Introduction

Alert when the number of pending disk operations climbs above a threshold and stays there. A growing disk queue means the storage device can't keep up with the I/O being thrown at it, which shows up to users as slow application loads, laggy file operations, and general sluggishness even when CPU and memory look fine.

The Disk Queue Length monitor fires once the condition has been sustained for your configured breach duration, so a single burst of I/O doesn't create noise.

How the Disk Queue Length Monitor Works

Level samples disk activity on covered devices and calculates the average number of requests waiting on the disk. When that value exceeds your threshold for the full breach duration, Level creates an alert.

ℹ️ NOTE: Queue length is reported as a single total for the disk. It is not split into separate read and write values.

Each reading is a short snapshot of disk activity at poll time, roughly 100 milliseconds, rather than an average across the whole polling interval. A brief I/O burst can produce a high reading even on a healthy disk. The breach duration requirement is what filters those out: a queue that stays deep across consecutive readings is a real bottleneck, not a blip.

🖥️ PLATFORM NOTE:

Windows: Reads the Avg. Disk Queue Length PhysicalDisk performance counter, a true OS-level queue measurement.
macOS: macOS doesn't expose a true queue depth, so Level estimates it from cumulative I/O service time reported by IOKit. Virtual APFS synthesized volumes are skipped. Expect macOS numbers to differ from Windows and Linux for comparable workloads.
Linux: Derives queue depth from kernel I/O statistics in /proc/diskstats, also a true queue measurement. Loop devices, RAM disks, device-mapper entries, and individual partitions are excluded when monitoring all drives.
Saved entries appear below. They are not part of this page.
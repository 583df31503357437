//! # Dungeon Core - Grid, States and Paths
//!
//! This crate provides the static world model the dungeon MDP is built on:
//!
//! - **Cells**: The closed set of cell kinds and the four move directions
//! - **Grid**: A validated `n × m` layout with clamped movement, neighbour
//!   enumeration, Manhattan distance and the two-line text save format
//! - **Codec**: The bijection between `(sword, treasure stage, position)`
//!   and a dense state id, plus the reserved death id
//! - **A\***: Shortest paths and the start → key → treasure → start
//!   winnability oracle
//! - **Generator**: Random layouts rejected until winnable
//!
//! ## Example
//!
//! ```rust
//! use dungeon_core::{is_winnable, GridMap, StateCodec, TreasureStage, WorldState};
//!
//! // treasure key
//! // sword    start
//! let grid = GridMap::parse("2,2\ngihb").unwrap();
//! assert!(is_winnable(&grid).unwrap());
//!
//! let codec = StateCodec::new(grid.rows(), grid.cols()).unwrap();
//! let start = WorldState::new(false, TreasureStage::Nothing, grid.position(grid.start()));
//! let id = codec.to_id(start).unwrap();
//! assert_eq!(codec.from_id(id).unwrap(), start);
//! ```

pub mod astar;
pub mod cell;
pub mod codec;
pub mod error;
pub mod generator;
pub mod grid;

pub use astar::{is_winnable, shortest_path, winning_route, NodeRecord, PathFinder, WinningRoute};
pub use cell::{CellKind, Direction, EnemyKind};
pub use codec::{StateCodec, StateId, TreasureStage, WorldState};
pub use error::CoreError;
pub use generator::{CellWeights, GeneratorConfig, MapGenerator};
pub use grid::{Coord, GridMap};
Configuring Disk Queue Length Monitor

Open the target monitor policy and click + Add new monitor. The Add new monitor dialog opens.

Name and Type

Enter a name in the Name field. "Servers - Deep Disk Queue" tells you more in an alert list than "Disk Queue Length."
Set Type to Disk queue length.

Severity

Set Severity to match how urgent a saturated disk is in this context:

Information
Warning
Critical
Emergency

💡 TIP: For database servers, file servers, and hypervisor hosts, sustained queue depth usually deserves Critical. Workloads on those machines degrade fast when storage falls behind.

Drives

Drives controls which disks the monitor evaluates:

Any drive — monitor every drive on the device
System disk — monitor only the device's primary system drive

💡 TIP: System disk is the safer default for workstations. Secondary drives doing backups or large file copies will legitimately queue up I/O, and that's usually not worth an alert.

Threshold

Threshold sets the number of pending operations that must be exceeded to trigger the monitor. Adjust using the up/down arrows or type a value directly.
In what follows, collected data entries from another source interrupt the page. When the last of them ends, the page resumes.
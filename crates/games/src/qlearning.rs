//! Tabular Q-learning with softmax exploration.
//!
//! One-step updates, applied online as the adventurer moves:
//!
//! `Q[s,a] += α · (r + γ · max_a' Q[s',a'] − Q[s,a])`
//!
//! Each updated entry is rounded to a fixed number of decimals so runs are
//! reproducible across platforms and the persisted table stays readable.

use std::fs;
use std::io::ErrorKind;
use std::path::Path;

use dungeon_core::{CoreError, Direction, StateId};
use dungeon_prob::Dist;
use rand::rngs::StdRng;
use rand::SeedableRng;
use serde::{Deserialize, Serialize};
use tracing::{debug, info, warn};

use crate::env::{DungeonEnv, Env, Status};
use crate::GameError;

/// Learning settings.
/// Most decimals a Q-value can keep; `f64` holds about 15 significant digits.
pub const MAX_PRECISION: u32 = 15;

#[derive(Debug, Clone, Copy, PartialEq, Serialize, Deserialize)]
pub struct QLearningConfig {
    /// Learning rate.
    pub alpha: f64,
    /// Discount factor.
    pub gamma: f64,
    /// Inverse temperature of the softmax.
    pub beta: f64,
    /// Decimals kept after each update.
    pub precision: u32,
    pub seed: u64,
}

impl Default for QLearningConfig {
    fn default() -> Self {
        Self {
            alpha: 0.4,
            gamma: 0.9,
            beta: 8.0,
            precision: 6,
            seed: 0,
        }
    }
}

impl QLearningConfig {
    pub fn with_alpha(mut self, alpha: f64) -> Self {
        self.alpha = alpha;
        self
    }

    pub fn with_gamma(mut self, gamma: f64) -> Self {
        self.gamma = gamma;
        self
    }

    pub fn with_beta(mut self, beta: f64) -> Self {
        self.beta = beta;
        self
    }

    pub fn with_precision(mut self, precision: u32) -> Self {
        self.precision = precision;
        self
    }

    pub fn with_seed(mut self, seed: u64) -> Self {
        self.seed = seed;
        self
    }

    pub fn validate(&self) -> Result<(), GameError> {
        if !(self.alpha > 0.0 && self.alpha <= 1.0) {
            return Err(GameError::InvalidConfig {
                reason: format!("alpha = {} must lie in (0, 1]", self.alpha),
            });
        }
        if !(0.0..=1.0).contains(&self.gamma) {
            return Err(GameError::InvalidConfig {
                reason: format!("gamma = {} must lie in [0, 1]", self.gamma),
            });
        }
        if self.beta < 0.0 {
            return Err(GameError::InvalidConfig {
                reason: format!("beta = {} must be non-negative", self.beta),
            });
        }
        if self.precision > MAX_PRECISION {
            return Err(GameError::InvalidConfig {
                reason: format!(
                    "precision = {} exceeds {} decimals",
                    self.precision, MAX_PRECISION
                ),
            });
        }
        Ok(())
    }
}

/// Boltzmann distribution over a Q-row: `p[a] ∝ exp(β · q[a])`.
pub fn softmax(row: &[f64; 4], beta: f64) -> [f64; 4] {
    let top = row.iter().copied().fold(f64::NEG_INFINITY, f64::max);
    let mut p = [0.0; 4];
    for (out, &q) in p.iter_mut().zip(row) {
        *out = (beta * (q - top)).exp();
    }
    let sum: f64 = p.iter().sum();
    for out in &mut p {
        *out /= sum;
    }
    p
}

/// Draw a direction from a softmax over `row`.
pub(crate) fn sample_softmax<R: rand::Rng>(row: &[f64; 4], beta: f64, rng: &mut R) -> Direction {
    let index = match Dist::from_weights(softmax(row, beta).to_vec()) {
        Ok(dist) => dist.sample(rng.gen()),
        Err(_) => 0,
    };
    Direction::from_index(index).unwrap_or(Direction::North)
}

/// `num_states × 4` table of action values, row `i` for state id `i`.
#[derive(Debug, Clone, PartialEq)]
pub struct QTable {
    rows: Vec<[f64; 4]>,
}

impl QTable {
    /// All zeros.
    pub fn new(num_states: usize) -> Self {
        Self {
            rows: vec![[0.0; 4]; num_states],
        }
    }

    pub fn num_states(&self) -> usize {
        self.rows.len()
    }

    pub fn row(&self, state: StateId) -> Result<&[f64; 4], GameError> {
        self.rows.get(state).ok_or_else(|| self.out_of_range(state))
    }

    pub fn get(&self, state: StateId, action: Direction) -> Result<f64, GameError> {
        Ok(self.row(state)?[action.index()])
    }

    pub fn set(&mut self, state: StateId, action: Direction, value: f64) -> Result<(), GameError> {
        let err = self.out_of_range(state);
        let row = self.rows.get_mut(state).ok_or(err)?;
        row[action.index()] = value;
        Ok(())
    }

    /// `max_a Q[state, a]`.
    pub fn best_value(&self, state: StateId) -> Result<f64, GameError> {
        Ok(self
            .row(state)?
            .iter()
            .copied()
            .fold(f64::NEG_INFINITY, f64::max))
    }

    /// Greedy action, ties going to the lowest direction index.
    pub fn best_action(&self, state: StateId) -> Result<Direction, GameError> {
        let row = self.row(state)?;
        let mut best = 0;
        for (a, &q) in row.iter().enumerate() {
            if q > row[best] {
                best = a;
            }
        }
        Ok(Direction::from_index(best).unwrap_or(Direction::North))
    }

    fn out_of_range(&self, state: StateId) -> GameError {
        CoreError::OutOfRange {
            id: state,
            max_id: self.rows.len().saturating_sub(1),
        }
        .into()
    }

    /// One line per state, four comma-separated values per line.
    pub fn to_csv(&self) -> String {
        let mut out = String::new();
        for row in &self.rows {
            let line: Vec<String> = row.iter().map(|q| q.to_string()).collect();
            out.push_str(&line.join(","));
            out.push('\n');
        }
        out
    }

    /// Parse [`QTable::to_csv`] output for a map with `num_states` states.
    ///
    /// # Errors
    ///
    /// [`GameError::Parse`] for a malformed line, [`GameError::QTableShape`]
    /// when the row count is not `num_states`.
    pub fn from_csv(text: &str, num_states: usize) -> Result<Self, GameError> {
        let mut rows = Vec::with_capacity(num_states);
        for (i, line) in text.lines().enumerate() {
            let line = line.trim();
            if line.is_empty() {
                continue;
            }
            let fields: Vec<&str> = line.split(',').map(str::trim).collect();
            if fields.len() != 4 {
                return Err(GameError::Parse {
                    line: i + 1,
                    reason: format!("expected 4 values, found {}", fields.len()),
                });
            }
            let mut row = [0.0; 4];
            for (slot, field) in row.iter_mut().zip(&fields) {
                *slot = field.parse().map_err(|e| GameError::Parse {
                    line: i + 1,
                    reason: format!("{:?}: {}", field, e),
                })?;
            }
            rows.push(row);
        }

        if rows.len() != num_states {
            return Err(GameError::QTableShape {
                expected: num_states,
                got: rows.len(),
            });
        }
        Ok(Self { rows })
    }

    pub fn save(&self, path: impl AsRef<Path>) -> Result<(), GameError> {
        fs::write(path.as_ref(), self.to_csv())?;
        debug!(path = %path.as_ref().display(), states = self.num_states(), "saved Q-table");
        Ok(())
    }

    pub fn load(path: impl AsRef<Path>, num_states: usize) -> Result<Self, GameError> {
        let text = fs::read_to_string(path.as_ref())?;
        let table = Self::from_csv(&text, num_states)?;
        info!(path = %path.as_ref().display(), states = num_states, "loaded Q-table");
        Ok(table)
    }

    /// [`QTable::load`], or a zero table when the file does not exist.
    /// Any other failure is still an error.
    pub fn load_or_default(path: impl AsRef<Path>, num_states: usize) -> Result<Self, GameError> {
        match Self::load(path.as_ref(), num_states) {
            Err(GameError::Io(e)) if e.kind() == ErrorKind::NotFound => {
                warn!(path = %path.as_ref().display(), "no Q-table found, starting from zeros");
                Ok(Self::new(num_states))
            }
            other => other,
        }
    }
}

/// Summary of one training episode.
#[derive(Debug, Clone, Copy, PartialEq)]
pub struct EpisodeReport {
    pub steps: usize,
    pub total_reward: f64,
    pub status: Status,
}

/// Online tabular learner.
#[derive(Debug, Clone)]
pub struct QLearner {
    config: QLearningConfig,
    table: QTable,
    rng: StdRng,
}

impl QLearner {
    pub fn new(num_states: usize, config: QLearningConfig) -> Result<Self, GameError> {
        Self::with_table(QTable::new(num_states), config)
    }

    /// Continue learning from an existing table.
    pub fn with_table(table: QTable, config: QLearningConfig) -> Result<Self, GameError> {
        config.validate()?;
        Ok(Self {
            config,
            table,
            rng: StdRng::seed_from_u64(config.seed),
        })
    }

    pub fn config(&self) -> &QLearningConfig {
        &self.config
    }

    pub fn table(&self) -> &QTable {
        &self.table
    }

    pub fn into_table(self) -> QTable {
        self.table
    }

    /// Sample an action from the softmax over `state`'s row.
    pub fn choose(&mut self, state: StateId) -> Result<Direction, GameError> {
        let row = *self.table.row(state)?;
        Ok(sample_softmax(&row, self.config.beta, &mut self.rng))
    }

    /// Apply one update for the observed `(state, action, reward, next)` and
    /// return the new `Q[state, action]`.
    pub fn q_step(
        &mut self,
        state: StateId,
        action: Direction,
        reward: f64,
        next: StateId,
    ) -> Result<f64, GameError> {
        let current = self.table.get(state, action)?;
        let target = reward + self.config.gamma * self.table.best_value(next)?;
        let updated = round_to(
            current + self.config.alpha * (target - current),
            self.config.precision,
        );
        self.table.set(state, action, updated)?;
        Ok(updated)
    }

    /// Play one episode against `env`, learning from every move.
    pub fn train_episode(
        &mut self,
        env: &DungeonEnv,
        max_steps: usize,
    ) -> Result<EpisodeReport, GameError> {
        let (mut state, mut obs) = env.reset();
        let mut total_reward = 0.0;
        let mut steps = 0;

        while steps < max_steps && !env.is_terminal(&state) {
            let action = self.choose(obs)?;
            let t = env.step(&state, &action)?;
            self.q_step(obs, action, t.reward, t.observation)?;
            total_reward += t.reward;
            steps += 1;
            state = t.next_state;
            obs = t.observation;
        }

        Ok(EpisodeReport {
            steps,
            total_reward,
            status: state.status,
        })
    }

    /// Run `episodes` training episodes and return their reports.
    pub fn train(
        &mut self,
        env: &DungeonEnv,
        episodes: usize,
        max_steps: usize,
    ) -> Result<Vec<EpisodeReport>, GameError> {
        let mut reports = Vec::with_capacity(episodes);
        for episode in 0..episodes {
            let report = self.train_episode(env, max_steps)?;
            debug!(episode, steps = report.steps, status = ?report.status, "episode done");
            reports.push(report);
        }
        let wins = reports.iter().filter(|r| r.status == Status::Won).count();
        info!(episodes, wins, "training finished");
        Ok(reports)
    }
}

fn round_to(value: f64, decimals: u32) -> f64 {
    let scale = 10f64.powi(decimals as i32);
    (value * scale).round() / scale
}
💡 TIP: If a policy covers mixed hardware, split it. A "Servers - HDD" policy at 2 and a "Servers - NVMe" policy at 25 will both be quieter and more accurate than one compromise threshold across everything. Tags make this easy: tag devices by storage type and target each policy accordingly.

Choosing a Threshold

The right threshold depends almost entirely on the storage hardware. A queue depth that means a spinning disk is drowning is a normal Tuesday for an NVMe drive.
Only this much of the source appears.